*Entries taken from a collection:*
= Beginning of Section =

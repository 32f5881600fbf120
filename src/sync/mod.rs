//! Library index synchronization.
//!
//! Walks the whole library tree, derives per-file metadata from folder
//! paths ([`path_meta`]), and rebuilds the flat index from scratch: local
//! JSON snapshot first, then an in-place overwrite of the canonical remote
//! index object. Readers go through [`SyncService::load_index`], which
//! caches in-process and falls back snapshot → remote → empty.

pub mod path_meta;

use std::collections::HashSet;
use std::path::PathBuf;
use std::sync::Arc;

use chrono::{DateTime, Utc};
use serde::{Deserialize, Serialize};
use tokio::sync::RwLock;

use crate::config::LibraryConfig;
use crate::error::SyncError;
use crate::sorter::RunHooks;
use crate::store::ObjectStore;

/// Name of the canonical index object under the library root.
pub const INDEX_FILE_NAME: &str = "library_index.json";

/// One indexed file. Serialized camelCase into the canonical index JSON.
#[derive(Debug, Clone, PartialEq, Serialize, Deserialize)]
#[serde(rename_all = "camelCase")]
pub struct IndexEntry {
    pub file_id: String,
    /// Path under the library root, slash-separated, ending in the name.
    pub path: String,
    #[serde(default)]
    pub view_link: Option<String>,
    pub mime_type: String,
    pub category: String,
    pub brand: String,
    pub model: String,
    pub doc_type: String,
    #[serde(default)]
    pub fault_codes: Vec<String>,
    pub original_name: String,
}

/// Outcome of a completed sync run.
#[derive(Debug, Clone, Serialize)]
#[serde(rename_all = "camelCase")]
pub struct SyncReport {
    pub file_count: usize,
    pub started_at: DateTime<Utc>,
    pub finished_at: DateTime<Utc>,
}

/// Rebuilds and serves the library index.
///
/// One sync run is a single sequential walk; concurrent runs against the
/// same library must be serialized by the caller, since the remote index
/// object is a single shared resource.
pub struct SyncService {
    store: Arc<dyn ObjectStore>,
    root_id: String,
    snapshot_path: PathBuf,
    cache: RwLock<Option<Arc<Vec<IndexEntry>>>>,
}

impl SyncService {
    pub fn new(
        store: Arc<dyn ObjectStore>,
        root_id: impl Into<String>,
        snapshot_path: impl Into<PathBuf>,
    ) -> Self {
        Self {
            store,
            root_id: root_id.into(),
            snapshot_path: snapshot_path.into(),
            cache: RwLock::new(None),
        }
    }

    pub fn from_config(store: Arc<dyn ObjectStore>, config: &LibraryConfig) -> Self {
        Self::new(
            store,
            config.root_folder_id.clone(),
            config.snapshot_path.clone(),
        )
    }

    /// Rebuild the index from a full walk and persist it.
    ///
    /// The local snapshot is written before the remote overwrite, so a
    /// failed remote step still leaves a usable fallback on disk.
    pub async fn sync_index(&self, hooks: &RunHooks) -> Result<SyncReport, SyncError> {
        if self.root_id.trim().is_empty() {
            return Err(SyncError::MissingRoot);
        }

        let started_at = Utc::now();
        hooks.log("Starting library index sync");

        let entries = self.walk_library(hooks).await?;
        tracing::info!("[Sync] Indexed {} files", entries.len());

        self.write_snapshot(&entries).await?;
        self.overwrite_remote(&entries).await?;
        self.invalidate_cache().await;

        let finished_at = Utc::now();
        hooks.log(&format!("Index sync finished: {} files", entries.len()));
        Ok(SyncReport {
            file_count: entries.len(),
            started_at,
            finished_at,
        })
    }

    /// Full traversal of the library tree with an explicit stack.
    ///
    /// Quarantine folders are deliberately included — the index has to show
    /// everything a person browsing the store can see. The only exclusion
    /// is the canonical index object itself.
    async fn walk_library(&self, hooks: &RunHooks) -> Result<Vec<IndexEntry>, SyncError> {
        let mut entries: Vec<IndexEntry> = Vec::new();
        let mut seen_files: HashSet<String> = HashSet::new();
        let mut seen_folders: HashSet<String> = HashSet::new();
        let mut stack: Vec<(String, Vec<String>)> = vec![(self.root_id.clone(), Vec::new())];

        while let Some((folder_id, segments)) = stack.pop() {
            if !seen_folders.insert(folder_id.clone()) {
                continue;
            }

            let children = self.store.list_children(&folder_id).await?;
            let mut files_here = 0usize;

            for child in children {
                if child.is_folder() {
                    let mut next = segments.clone();
                    next.push(child.name.clone());
                    stack.push((child.id, next));
                    continue;
                }

                if segments.is_empty() && child.name == INDEX_FILE_NAME {
                    continue;
                }
                // A file linked into several folders shows up once
                if !seen_files.insert(child.id.clone()) {
                    continue;
                }

                let meta = path_meta::derive(&segments, &child.name);
                let path = if segments.is_empty() {
                    child.name.clone()
                } else {
                    format!("{}/{}", segments.join("/"), child.name)
                };

                entries.push(IndexEntry {
                    file_id: child.id,
                    path,
                    view_link: child.view_link,
                    mime_type: child.mime_type,
                    category: meta.category,
                    brand: meta.brand,
                    model: meta.model,
                    doc_type: meta.doc_type,
                    fault_codes: meta.fault_codes,
                    original_name: child.name,
                });
                files_here += 1;
            }

            if files_here > 0 {
                let place = if segments.is_empty() {
                    "library root".to_string()
                } else {
                    segments.join("/")
                };
                hooks.log(&format!("Indexed {} files under {}", files_here, place));
            }
        }

        Ok(entries)
    }

    async fn write_snapshot(&self, entries: &[IndexEntry]) -> Result<(), SyncError> {
        if let Some(parent) = self.snapshot_path.parent() {
            tokio::fs::create_dir_all(parent).await?;
        }
        let json = serde_json::to_vec_pretty(entries)?;
        tokio::fs::write(&self.snapshot_path, json).await?;
        tracing::debug!("[Sync] Snapshot written to {}", self.snapshot_path.display());
        Ok(())
    }

    /// Overwrite the canonical index object in place.
    ///
    /// Found by name once, then updated by id — never deleted and
    /// recreated, so readers holding the id keep a stable reference.
    async fn overwrite_remote(&self, entries: &[IndexEntry]) -> Result<(), SyncError> {
        let children = self.store.list_children(&self.root_id).await?;
        let index_obj = children
            .into_iter()
            .find(|c| !c.is_folder() && c.name == INDEX_FILE_NAME)
            .ok_or_else(|| SyncError::IndexObjectMissing(INDEX_FILE_NAME.to_string()))?;

        let json = serde_json::to_vec_pretty(entries)?;
        self.store.update_content(&index_obj.id, json).await?;
        tracing::info!("[Sync] Remote index object updated ({})", index_obj.id);
        Ok(())
    }

    /// Current index for readers: cache, then local snapshot, then remote
    /// download, then empty. Never fails hard; failures are logged and the
    /// next source is tried.
    pub async fn load_index(&self) -> Arc<Vec<IndexEntry>> {
        if let Some(cached) = self.cache.read().await.clone() {
            return cached;
        }

        let entries = Arc::new(self.load_uncached().await);
        *self.cache.write().await = Some(entries.clone());
        entries
    }

    /// Drop the cached copy so the next read goes back to the sources.
    pub async fn invalidate_cache(&self) {
        *self.cache.write().await = None;
    }

    async fn load_uncached(&self) -> Vec<IndexEntry> {
        match tokio::fs::read(&self.snapshot_path).await {
            Ok(bytes) => match serde_json::from_slice::<Vec<IndexEntry>>(&bytes) {
                Ok(entries) => return entries,
                Err(e) => {
                    tracing::warn!("[Sync] Snapshot unreadable, trying remote: {}", e);
                }
            },
            Err(e) if e.kind() == std::io::ErrorKind::NotFound => {}
            Err(e) => {
                tracing::warn!("[Sync] Snapshot read failed, trying remote: {}", e);
            }
        }

        match self.download_remote().await {
            Ok(Some(entries)) => {
                // Refresh the local fallback for the next cold start
                if let Err(e) = self.write_snapshot(&entries).await {
                    tracing::debug!("[Sync] Could not refresh snapshot: {}", e);
                }
                entries
            }
            Ok(None) => {
                tracing::info!("[Sync] No index yet; starting empty");
                Vec::new()
            }
            Err(e) => {
                tracing::warn!("[Sync] Remote index unavailable: {}", e);
                Vec::new()
            }
        }
    }

    async fn download_remote(&self) -> Result<Option<Vec<IndexEntry>>, SyncError> {
        let children = self.store.list_children(&self.root_id).await?;
        let Some(index_obj) = children
            .into_iter()
            .find(|c| !c.is_folder() && c.name == INDEX_FILE_NAME)
        else {
            return Ok(None);
        };

        let bytes = self.store.download(&index_obj.id).await?;
        let entries = serde_json::from_slice(&bytes)?;
        Ok(Some(entries))
    }
}

#[cfg(test)]
mod tests {
    use super::*;
    use crate::store::MemoryObjectStore;

    /// Root with an index object, one fully filed manual, one quarantined
    /// file, and one loose upload.
    async fn seeded_store() -> (Arc<MemoryObjectStore>, String) {
        let store = Arc::new(MemoryObjectStore::new());
        let root = store.root_id();

        store
            .upload(b"[]".to_vec(), INDEX_FILE_NAME, &root)
            .await
            .unwrap();

        let cat = store.create_folder_if_absent(&root, "Air_Conditioning").await.unwrap();
        let brand = store.create_folder_if_absent(&cat, "Daikin").await.unwrap();
        let model = store.create_folder_if_absent(&brand, "FTXS35").await.unwrap();
        let doc = store.create_folder_if_absent(&model, "User_Manual").await.unwrap();
        store
            .upload(b"%PDF-manual".to_vec(), "FTXS35_User_Manual_E3.pdf", &doc)
            .await
            .unwrap();

        let review = store.create_folder_if_absent(&root, "_MANUAL_REVIEW").await.unwrap();
        store
            .upload(b"%PDF-odd".to_vec(), "Bosch_GC7000.pdf", &review)
            .await
            .unwrap();

        store
            .upload(b"%PDF-loose".to_vec(), "loose_scan.pdf", &root)
            .await
            .unwrap();

        (store, root)
    }

    fn service(store: Arc<MemoryObjectStore>, root: &str) -> (SyncService, tempfile::TempDir) {
        let dir = tempfile::TempDir::new().unwrap();
        let snapshot = dir.path().join("library_index.json");
        (SyncService::new(store, root, snapshot), dir)
    }

    #[tokio::test]
    async fn test_sync_indexes_every_file_except_the_index_object() {
        let (store, root) = seeded_store().await;
        let (sync, _dir) = service(store.clone(), &root);

        let report = sync.sync_index(&RunHooks::silent()).await.unwrap();
        assert_eq!(report.file_count, 3);

        let index = sync.load_index().await;
        assert_eq!(index.len(), 3);
        assert!(index.iter().all(|e| e.original_name != INDEX_FILE_NAME));

        let filed = index
            .iter()
            .find(|e| e.original_name == "FTXS35_User_Manual_E3.pdf")
            .unwrap();
        assert_eq!(filed.category, "Air_Conditioning");
        assert_eq!(filed.brand, "Daikin");
        assert_eq!(filed.model, "FTXS35");
        assert_eq!(filed.doc_type, "User_Manual");
        assert_eq!(filed.fault_codes, vec!["E3"]);
        assert_eq!(
            filed.path,
            "Air_Conditioning/Daikin/FTXS35/User_Manual/FTXS35_User_Manual_E3.pdf"
        );

        let quarantined = index
            .iter()
            .find(|e| e.original_name == "Bosch_GC7000.pdf")
            .unwrap();
        assert_eq!(quarantined.category, "_MANUAL_REVIEW");
    }

    #[tokio::test]
    async fn test_sync_overwrites_remote_object_in_place() {
        let (store, root) = seeded_store().await;
        let (sync, _dir) = service(store.clone(), &root);

        let before = store.list_children(&root).await.unwrap();
        let index_id = before
            .iter()
            .find(|c| c.name == INDEX_FILE_NAME)
            .unwrap()
            .id
            .clone();

        sync.sync_index(&RunHooks::silent()).await.unwrap();

        let bytes = store.download(&index_id).await.unwrap();
        let entries: Vec<IndexEntry> = serde_json::from_slice(&bytes).unwrap();
        assert_eq!(entries.len(), 3);
    }

    #[tokio::test]
    async fn test_missing_index_object_fails_but_writes_snapshot() {
        let store = Arc::new(MemoryObjectStore::new());
        let root = store.root_id();
        store.upload(b"%PDF".to_vec(), "a.pdf", &root).await.unwrap();

        let (sync, dir) = service(store, &root);
        let err = sync.sync_index(&RunHooks::silent()).await.unwrap_err();
        assert!(matches!(err, SyncError::IndexObjectMissing(_)));
        assert!(dir.path().join("library_index.json").exists());
    }

    #[tokio::test]
    async fn test_load_index_falls_back_to_remote_then_empty() {
        let (store, root) = seeded_store().await;

        // Populate the remote object through one service, then read through
        // a fresh one with no snapshot on disk
        let (writer, _wdir) = service(store.clone(), &root);
        writer.sync_index(&RunHooks::silent()).await.unwrap();

        let (reader, _rdir) = service(store.clone(), &root);
        let index = reader.load_index().await;
        assert_eq!(index.len(), 3);

        // No snapshot, no index object: empty
        let bare = Arc::new(MemoryObjectStore::new());
        let bare_root = bare.root_id();
        let (empty_reader, _edir) = service(bare, &bare_root);
        assert!(empty_reader.load_index().await.is_empty());
    }

    #[tokio::test]
    async fn test_cache_serves_until_invalidated() {
        let (store, root) = seeded_store().await;
        let (sync, dir) = service(store, &root);

        sync.sync_index(&RunHooks::silent()).await.unwrap();
        let first = sync.load_index().await;
        assert_eq!(first.len(), 3);

        // Remove the snapshot; the cached copy must still answer
        std::fs::remove_file(dir.path().join("library_index.json")).unwrap();
        let cached = sync.load_index().await;
        assert_eq!(cached.len(), 3);

        // After invalidation the loader re-reads sources (remote here)
        sync.invalidate_cache().await;
        let reloaded = sync.load_index().await;
        assert_eq!(reloaded.len(), 3);
    }
}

= End of Section =

*ASSIGNMENT:* Only the lines from the beginning of the data above through the line containing "use std::collections::HashSet;" should be repeated, exactly as they appear.

*WRITTEN RESPONSE:*
repository 32f5881600fbf120
filename src/sync/mod.rs
//! Library index synchronization.
//!
//! Walks the whole library tree, derives per-file metadata from folder
//! paths ([`path_meta`]), and rebuilds the flat index from scratch: local
//! JSON snapshot first, then an in-place overwrite of the canonical remote
//! index object. Readers go through [`SyncService::load_index`], which
//! caches in-process and falls back snapshot → remote → empty.

pub mod path_meta;

use std::collections::HashSet;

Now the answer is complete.